Ka man Lai, a UCL environmental health engineer leading the initiative, said: ‘It’s well known that the infrastructure we rely on has an impact on our health, but understanding in this area is very limited.


‘HIRC will therefore explore the role played by air conditioning, ventilation systems, drains, pipes, and the size and layout of rooms, for example, in the transmission of airborne diseases and diseases spread via surface contact.



‘My vision is that, within the next 10 years, we will completely transform infrastructure function, design and construction and so create a new disease-resistant environment fit for the 21st century. We hope that, within three years, HIRC will start generating insights and recommendations leading directly to healthier infrastructure.’

Infectious diseases, including seasonal flu, tuberculosis, hospital ‘superbugs’ and most recently swine flu, affect millions of people around the world annually.



Their spread can be affected by many factors, including temperature, humidity, the presence of surfaces where pathogens can linger and the availability of ‘pathways’ enabling them to move around freely.

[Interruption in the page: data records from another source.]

//! Effective output header resolution.

use crate::plugins::Plugin;
use crate::types::Header;

/// Resolve the header the output writes.
///
/// Walks the Linear chain backward from the output. Stages that inherit their
/// header are skipped; the first stage (from the end) that does not inherit
/// supplies the effective header. If every Linear stage inherits, the result is
/// empty, meaning rows carry only the column values without names.
pub fn resolve_header<'a, I>(linear_chain: I) -> Header
where
    I: IntoIterator<Item = &'a dyn Plugin>,
    I::IntoIter: DoubleEndedIterator,
{
    for stage in linear_chain.into_iter().rev() {
        if !stage.inherit_header() {
            tracing::debug!(stage = stage.name(), "Effective header supplied by stage");
            return stage.output_header();
        }
    }
    Header::new()
}
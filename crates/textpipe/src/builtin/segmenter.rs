//! Fixed-size segmentation.

use super::descriptor;
use crate::plugins::{LinearPlugin, Plugin, PluginDescriptor, SettingsReader, tags, versioned_settings};
use crate::types::{Payload, Record, Settings, ThreadBudget};
use crate::{Result, TextpipeError};
use std::sync::atomic::{AtomicUsize, Ordering};

const DEFAULT_WORDS_PER_SEGMENT: usize = 100;

/// Splits text into segments of `words_per_segment` words.
///
/// Segments are renumbered from 1 for every origin. A record with no words
/// yields no segment.
pub struct Segmenter {
    descriptor: PluginDescriptor,
    words_per_segment: AtomicUsize,
}

impl Segmenter {
    pub fn new() -> Self {
        Self::with_words_per_segment(DEFAULT_WORDS_PER_SEGMENT)
    }

    pub fn with_words_per_segment(words: usize) -> Self {
        Self {
            descriptor: descriptor(
                "segmenter",
                "Segmentation",
                "Split each text into segments with a fixed number of words.",
                &[tags::TEXT],
                tags::TEXT,
            ),
            words_per_segment: AtomicUsize::new(words.max(1)),
        }
    }

    pub fn words_per_segment(&self) -> usize {
        self.words_per_segment.load(Ordering::Relaxed)
    }
}

impl Default for Segmenter {
    fn default() -> Self {
        Self::new()
    }
}

impl Plugin for Segmenter {
    fn descriptor(&self) -> &PluginDescriptor {
        &self.descriptor
    }

    fn export_settings(&self, _suppress_warnings: bool) -> Settings {
        let mut exported = versioned_settings();
        exported.insert("words_per_segment".to_string(), self.words_per_segment().to_string());
        exported
    }

    fn import_settings(&self, settings: &Settings) -> Result<()> {
        let reader = SettingsReader::new(self.name(), settings, &["words_per_segment"])?;
        let words: usize = reader.parse("words_per_segment", DEFAULT_WORDS_PER_SEGMENT)?;
        if words == 0 {
            return Err(TextpipeError::settings(self.name(), "words_per_segment must be at least 1"));
        }
        self.words_per_segment.store(words, Ordering::Relaxed);
        Ok(())
    }
}

impl LinearPlugin for Segmenter {
    fn run(&self, mut payload: Payload, _threads: ThreadBudget) -> Result<Payload> {
        let size = self.words_per_segment();
        let mut records = Vec::new();
        let mut current_origin: Option<String> = None;
        let mut segment = 0usize;

        for record in std::mem::take(&mut payload.records) {
            if current_origin.as_deref() != Some(record.origin.as_str()) {
                current_origin = Some(record.origin.clone());
                segment = 0;
            }
            let text = record.joined();
            let words: Vec<&str> = text.split_whitespace().collect();
            for chunk in words.chunks(size) {
                segment += 1;
                records.push(Record::text(record.origin.clone(), segment, chunk.join(" ")));
            }
        }

        Ok(payload.with_records(records))
    }
}
//! Directory-of-files input.

use super::descriptor;
use crate::plugins::{InputPlugin, ItemStream, Plugin, PluginDescriptor, SettingsReader, tags, versioned_settings};
use crate::types::{RawItem, Settings};
use crate::{Result, TextpipeError};
use parking_lot::RwLock;
use std::path::{Path, PathBuf};
use std::str::FromStr;

/// How file bytes become text.
#[derive(Debug, Clone, Copy, PartialEq, Eq, Default)]
pub enum TextEncoding {
    /// Invalid UTF-8 drops the file.
    #[default]
    Utf8,
    /// Invalid sequences are replaced with U+FFFD.
    Utf8Lossy,
}

impl FromStr for TextEncoding {
    type Err = String;

    fn from_str(s: &str) -> std::result::Result<Self, Self::Err> {
        match s.to_ascii_lowercase().as_str() {
            "utf-8" | "utf8" => Ok(TextEncoding::Utf8),
            "utf-8-lossy" | "utf8-lossy" => Ok(TextEncoding::Utf8Lossy),
            other => Err(format!("unsupported encoding '{}'", other)),
        }
    }
}

impl std::fmt::Display for TextEncoding {
    fn fmt(&self, f: &mut std::fmt::Formatter<'_>) -> std::fmt::Result {
        match self {
            TextEncoding::Utf8 => f.write_str("utf-8"),
            TextEncoding::Utf8Lossy => f.write_str("utf-8-lossy"),
        }
    }
}

#[derive(Debug, Clone)]
struct DirectorySettings {
    location: Option<PathBuf>,
    extension: String,
    encoding: TextEncoding,
    keep_stream_open: bool,
}

impl Default for DirectorySettings {
    fn default() -> Self {
        Self {
            location: None,
            extension: "txt".to_string(),
            encoding: TextEncoding::Utf8,
            keep_stream_open: false,
        }
    }
}

/// Reads every file with the configured extension from one directory.
///
/// Files are served in name order. The file name is the item origin.
pub struct DirectoryInput {
    descriptor: PluginDescriptor,
    settings: RwLock<DirectorySettings>,
    files: RwLock<Vec<PathBuf>>,
}

impl DirectoryInput {
    pub fn new() -> Self {
        Self {
            descriptor: descriptor(
                "directory-input",
                "Input",
                "Read the text files of a directory, one item per file.",
                &[],
                tags::TEXT,
            ),
            settings: RwLock::new(DirectorySettings::default()),
            files: RwLock::new(Vec::new()),
        }
    }

    pub fn set_location(&self, location: impl AsRef<Path>) {
        self.settings.write().location = Some(location.as_ref().to_path_buf());
    }

    pub fn set_extension(&self, extension: impl Into<String>) {
        self.settings.write().extension = extension.into();
    }

    fn scan(&self, location: &Path, extension: &str) -> Result<Vec<PathBuf>> {
        let mut files = Vec::new();
        for entry in std::fs::read_dir(location)? {
            let path = entry?.path();
            let matches = path
                .extension()
                .and_then(|e| e.to_str())
                .is_some_and(|e| e.eq_ignore_ascii_case(extension));
            if path.is_file() && matches {
                files.push(path);
            }
        }
        files.sort();
        Ok(files)
    }
}

impl Default for DirectoryInput {
    fn default() -> Self {
        Self::new()
    }
}

impl Plugin for DirectoryInput {
    fn descriptor(&self) -> &PluginDescriptor {
        &self.descriptor
    }

    fn inspect_settings(&self) -> Result<()> {
        let settings = self.settings.read();
        match &settings.location {
            None => Err(TextpipeError::settings(self.name(), "no input directory set")),
            Some(location) if !location.is_dir() => Err(TextpipeError::settings(
                self.name(),
                format!("{} is not a directory", location.display()),
            )),
            Some(_) => Ok(()),
        }
    }

    fn initialize(&self) -> Result<()> {
        let settings = self.settings.read().clone();
        let location = settings
            .location
            .ok_or_else(|| TextpipeError::settings(self.name(), "no input directory set"))?;
        let files = self.scan(&location, &settings.extension)?;
        tracing::debug!(
            location = %location.display(),
            extension = %settings.extension,
            files = files.len(),
            "Scanned input directory"
        );
        *self.files.write() = files;
        Ok(())
    }

    fn export_settings(&self, _suppress_warnings: bool) -> Settings {
        let settings = self.settings.read();
        let mut exported = versioned_settings();
        if let Some(location) = &settings.location {
            exported.insert("location".to_string(), location.display().to_string());
        }
        exported.insert("extension".to_string(), settings.extension.clone());
        exported.insert("encoding".to_string(), settings.encoding.to_string());
        exported.insert("keep_stream_open".to_string(), settings.keep_stream_open.to_string());
        exported
    }

    fn import_settings(&self, settings: &Settings) -> Result<()> {
        let reader = SettingsReader::new(
            self.name(),
            settings,
            &["location", "extension", "encoding", "keep_stream_open"],
        )?;
        let extension = reader.string("extension", "txt");
        let imported = DirectorySettings {
            location: reader.optional("location").map(PathBuf::from),
            extension: extension.trim_start_matches('.').to_string(),
            encoding: reader.parse("encoding", TextEncoding::Utf8)?,
            keep_stream_open: reader.bool("keep_stream_open", false)?,
        };
        *self.settings.write() = imported;
        Ok(())
    }
}

impl InputPlugin for DirectoryInput {
    fn item_count(&self) -> usize {
        self.files.read().len()
    }

    fn enumerate(&self) -> Result<ItemStream> {
        let files = self.files.read().clone();
        let encoding = self.settings.read().encoding;
        Ok(Box::new(files.into_iter().map(move |path| read_item(&path, encoding))))
    }

    fn keep_stream_open(&self) -> bool {
        self.settings.read().keep_stream_open
    }
}

fn read_item(path: &Path, encoding: TextEncoding) -> Result<RawItem> {
    let origin = path
        .file_name()
        .map(|n| n.to_string_lossy().into_owned())
        .unwrap_or_else(|| path.display().to_string());
    let bytes = std::fs::read(path)?;
    let content = match encoding {
        TextEncoding::Utf8 => String::from_utf8(bytes)
            .map_err(|e| TextpipeError::validation_with_source(format!("{} is not valid UTF-8", origin), e))?,
        TextEncoding::Utf8Lossy => String::from_utf8_lossy(&bytes).into_owned(),
    };
    Ok(RawItem::new(origin, content))
}
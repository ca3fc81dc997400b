use std::path::Path;

use anyhow::Result;
use textpipe::{CancellationToken, OutputOrdering, RunSummary, run_pipeline_with_cancel};

use crate::OutputFormat;

/// Engine settings given on the command line.
#[derive(Debug, Default)]
pub struct Overrides {
    pub max_threads: Option<usize>,
    pub ordering: Option<OutputOrdering>,
    pub fail_fast: bool,
}

/// Execute the `run` command: build the pipeline, run it, print the summary.
pub async fn execute(config_path: Option<&Path>, overrides: Overrides, format: OutputFormat) -> Result<()> {
    let config = super::load_config(config_path)?;
    let mut pipeline = super::build_pipeline(&config)?;

    let mut engine = pipeline.engine().clone();
    if let Some(max_threads) = overrides.max_threads {
        engine.max_threads = Some(max_threads);
    }
    if let Some(ordering) = overrides.ordering {
        engine.ordering = ordering;
    }
    engine.fail_fast |= overrides.fail_fast;
    pipeline.set_engine(engine)?;

    let cancel = CancellationToken::new();
    let on_signal = cancel.clone();
    tokio::spawn(async move {
        if tokio::signal::ctrl_c().await.is_ok() {
            tracing::warn!("Interrupt received, cancelling run");
            on_signal.cancel();
        }
    });

    let summary = run_pipeline_with_cancel(&pipeline, cancel).await?;

    match format {
        OutputFormat::Json => println!("{}", serde_json::to_string_pretty(&summary)?),
        OutputFormat::Text => print_summary(&summary),
    }
    Ok(())
}

fn print_summary(summary: &RunSummary) {
    println!("Items enumerated: {}", summary.items_enumerated);
    println!("Items written:    {}", summary.items_written);
    println!("Rows written:     {}", summary.rows_written);
    println!("Items dropped:    {}", summary.dropped_count());
    if summary.cancelled {
        println!("Run cancelled:    {} items skipped", summary.skipped);
    }
    println!("Thread budget:    {}", summary.thread_budget);
    println!("Elapsed:          {:.2}s", summary.duration.as_secs_f64());

    for dropped in &summary.dropped {
        println!(
            "  #{} {} [{}]: {}",
            dropped.index,
            dropped.origin.as_deref().unwrap_or("-"),
            dropped.plugin,
            dropped.reason
        );
    }
}
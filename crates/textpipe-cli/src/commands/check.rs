use std::path::Path;

use anyhow::Result;

/// Execute the `check` command: type chain and settings, no input or output access.
pub fn execute(config_path: Option<&Path>) -> Result<()> {
    let config = super::load_config(config_path)?;

    let pipeline = super::build_pipeline(&config)?;
    println!("Type chain:        OK");

    pipeline.inspect_settings()?;
    println!("Stage settings:    OK");

    for (position, stage) in pipeline.stages().iter().enumerate() {
        let descriptor = stage.descriptor();
        println!(
            "  {:>2}. {:<18} {:<7} -> {}",
            position,
            descriptor.name,
            stage.kind().to_string(),
            if descriptor.output_type.is_empty() {
                "-"
            } else {
                descriptor.output_type.as_str()
            }
        );
    }

    let header = pipeline.effective_header();
    if !header.is_empty() {
        let columns: Vec<_> = header.values().map(String::as_str).collect();
        println!("Header columns:    {}", columns.join(", "));
    }
    println!("Thread budget:     {}", pipeline.engine().thread_budget());

    println!("\nAll checks passed.");
    Ok(())
}
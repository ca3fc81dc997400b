//! Base plugin trait and descriptor.
//!
//! Every plugin, whatever its variant, implements [`Plugin`]: metadata, lifecycle,
//! settings exchange and header declaration.

use crate::Result;
use crate::types::{Header, Payload, Settings};
use serde::{Deserialize, Serialize};

/// Identity, presentation metadata and data-type contract of a plugin.
///
/// The type contract (`input_types` / `output_type`) is only used to check that
/// adjacent stages fit together; it never drives execution.
#[derive(Debug, Clone, Default, PartialEq, Eq, Serialize, Deserialize)]
pub struct PluginDescriptor {
    pub name: String,
    pub category: String,
    pub version: String,
    pub author: String,
    pub description: String,
    /// Link to further help about the plugin.
    pub tutorial: String,
    /// Whether a plugin browser should list this plugin at the top level.
    pub top_level: bool,
    /// Icon reference for a presentation layer (path or resource id).
    pub icon: Option<String>,
    /// Upstream output tags this plugin accepts. Empty for Input plugins.
    pub input_types: Vec<String>,
    /// Tag of the data this plugin produces.
    pub output_type: String,
}

impl PluginDescriptor {
    /// Whether `tag` is one of the accepted upstream output tags.
    pub fn accepts(&self, tag: &str) -> bool {
        self.input_types.iter().any(|t| t == tag)
    }
}

/// Discriminant of the three plugin variants.
#[derive(Debug, Clone, Copy, PartialEq, Eq, Hash, Serialize, Deserialize)]
#[serde(rename_all = "snake_case")]
pub enum PluginKind {
    Input,
    Linear,
    Output,
}

impl std::fmt::Display for PluginKind {
    fn fmt(&self, f: &mut std::fmt::Formatter<'_>) -> std::fmt::Result {
        let label = match self {
            PluginKind::Input => "input",
            PluginKind::Linear => "linear",
            PluginKind::Output => "output",
        };
        f.write_str(label)
    }
}

/// Base trait all plugins implement.
///
/// # Thread Safety
///
/// Plugins are shared as `Arc<dyn ...>` and invoked from several lanes at once on
/// distinct payloads, so they must be `Send + Sync`. Methods take `&self`; use
/// interior mutability (`parking_lot::Mutex`, `RwLock`, atomics) for state.
///
/// # Example
///
/// ```rust
/// use textpipe::plugins::{Plugin, PluginDescriptor};
/// use textpipe::{Result, Settings};
///
/// struct Noop {
///     descriptor: PluginDescriptor,
/// }
///
/// impl Plugin for Noop {
///     fn descriptor(&self) -> &PluginDescriptor {
///         &self.descriptor
///     }
///
///     fn export_settings(&self, _suppress_warnings: bool) -> Settings {
///         Settings::new()
///     }
///
///     fn import_settings(&self, _settings: &Settings) -> Result<()> {
///         Ok(())
///     }
/// }
/// ```
pub trait Plugin: Send + Sync {
    /// Descriptor with identity and type contract.
    fn descriptor(&self) -> &PluginDescriptor;

    /// Unique plugin name (kebab-case).
    fn name(&self) -> &str {
        &self.descriptor().name
    }

    /// Prepare for a run (load resources, open lookups, reset counters).
    ///
    /// Called once per run after settings inspection has passed.
    fn initialize(&self) -> Result<()> {
        Ok(())
    }

    /// Check that the current settings are usable.
    ///
    /// Must not perform I/O beyond cheap metadata checks. The returned error's
    /// message is reported as a configuration error naming this stage.
    fn inspect_settings(&self) -> Result<()> {
        Ok(())
    }

    /// Export current settings.
    ///
    /// With `suppress_warnings == false`, non-essential fields that cannot be
    /// represented faithfully are reported through `tracing::warn!`. The map
    /// returned is the same either way.
    fn export_settings(&self, suppress_warnings: bool) -> Settings;

    /// Import settings previously produced by [`Plugin::export_settings`].
    ///
    /// Unknown keys are ignored and missing keys fall back to defaults; a
    /// malformed value of a known key is rejected with `TextpipeError::Settings`.
    fn import_settings(&self, settings: &Settings) -> Result<()>;

    /// Header this plugin declares for its output columns.
    fn output_header(&self) -> Header {
        Header::new()
    }

    /// Whether this plugin defers to its predecessor's header.
    fn inherit_header(&self) -> bool {
        true
    }

    /// End-of-stream hook, called once per stage in stage order after every lane
    /// has drained.
    ///
    /// `trailing` is whatever the previous stage's `finish` returned. Returning
    /// `Some` forwards a payload (e.g. corpus-wide totals) down the chain and, at
    /// the end, into the output after all item blocks.
    fn finish(&self, trailing: Option<Payload>) -> Result<Option<Payload>> {
        Ok(trailing)
    }
}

As well as investigating how new infrastructure can restrict disease transmission, the HIRC team will investigate ways of making old infrastructure healthier. It will also evaluate the impact that steps such as improving ventilation and understanding the influence hand-washing facilities could have in stopping the spread of pathogens.



The researchers hope their work will lead to a significant reduction in the number of people infected with debilitating and sometimes potentially dangerous diseases. They anticipate that this will eventually lead to a reduced burden on healthcare resources and the number of working days lost to sickness.

HIRC has already started an initiative with the North East & North Central London Health Protection Unit to investigate the relationship between physical environment and tuberculosis transmission in an office. HIRC is also working with Great Ormond Street Hospital to improve some infection-control practices.

The five-year project ‘Infrastructure and 21st Century Infectious Diseases’ began in April 2009 and will receive EPSRC funding of just over £1m.